Lovekiller is the fifth studio album by Swedish singer and songwriter Darin. It was released by Universal Music digitally on 16 August 2010 and physically on 18 August. The record is Darin's first album since parting with Sony Music after four years with the label and it became his fifth top ten album on the Swedish Album chart. The album includes the song "You're Out of My Life", Darin's entry in Melodifestivalen 2010.

==Background==
In September 2009, Darin signed a new record deal with Universal Music after four years with Sony Music. His first release with Universal was a cover of Coldplay's "Viva la Vida" which Darin performed live at Idol on 8 October 2009 the song was released digitally and peaked at number 1 on the Swedish singles chart.

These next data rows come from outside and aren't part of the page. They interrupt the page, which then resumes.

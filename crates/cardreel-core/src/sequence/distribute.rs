//! Round-robin category distribution
//!
//! Clips are bucketed by primary category tag, buckets ordered by the first
//! appearance of their tag in the input. The output takes one clip from each
//! bucket per round, so clips sharing a category end up spread out. Untagged
//! clips follow all tagged ones in their original order.

use std::collections::HashMap;

use crate::types::Clip;

/// Interleave clips by primary category tag.
///
/// Never drops or duplicates a clip. A single bucket, or input with no tags
/// at all, comes back in input order.
pub fn distribute_by_category(clips: Vec<Clip>) -> Vec<Clip> {
    let total = clips.len();
    let mut bucket_index: HashMap<String, usize> = HashMap::new();
    let mut buckets: Vec<Vec<Clip>> = Vec::new();
    let mut untagged = Vec::new();

    for clip in clips {
        let Some(tag) = clip.primary_category() else {
            untagged.push(clip);
            continue;
        };
        let idx = match bucket_index.get(tag) {
            Some(&idx) => idx,
            None => {
                bucket_index.insert(tag.to_string(), buckets.len());
                buckets.push(Vec::new());
                buckets.len() - 1
            }
        };
        buckets[idx].push(clip);
    }

    log::debug!(
        "distribute_by_category: {} buckets, {} untagged clips",
        buckets.len(),
        untagged.len()
    );

    // Drain each bucket front to back; a round visits every bucket that
    // still has clips left.
    let mut iters: Vec<_> = buckets.into_iter().map(Vec::into_iter).collect();
    let mut out = Vec::with_capacity(total);
    loop {
        let before = out.len();
        for iter in iters.iter_mut() {
            if let Some(clip) = iter.next() {
                out.push(clip);
            }
        }
        if out.len() == before {
            break;
        }
    }

    out.extend(untagged);
    out
}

On 3 November 2009, it was announced that Darin would be participating in Melodifestivalen 2010, with the mid-tempo ballad "You're Out of My Life" written by Tony Nilsson and Henrik Janson. Darin came 4th in the final. The song was released in February 2010 and peaked at number three on the Swedish Single Chart.

On 1 June 2010, Universal Music Sweden announced Darin soon would release his single "Lovekiller" and his fifth studio album, his first with Universal, on 25 August 2010. Darin began a 17-date Sommarturné (Summer Tour) in Sweden on 4 June 2010, starting in Karlshamn, during which he performed songs from the new album.

In June 2010, Darin was asked by Swedish broadcaster SVT to record a written song, "Can't Stop Love", for the Royal Wedding of Princess Victoria and Daniel Westling. Darin performed the song on a rooftop in Stockholm during the live broadcast of the wedding on SVT. The song was released digitally on the day of the wedding, 19 June 2010.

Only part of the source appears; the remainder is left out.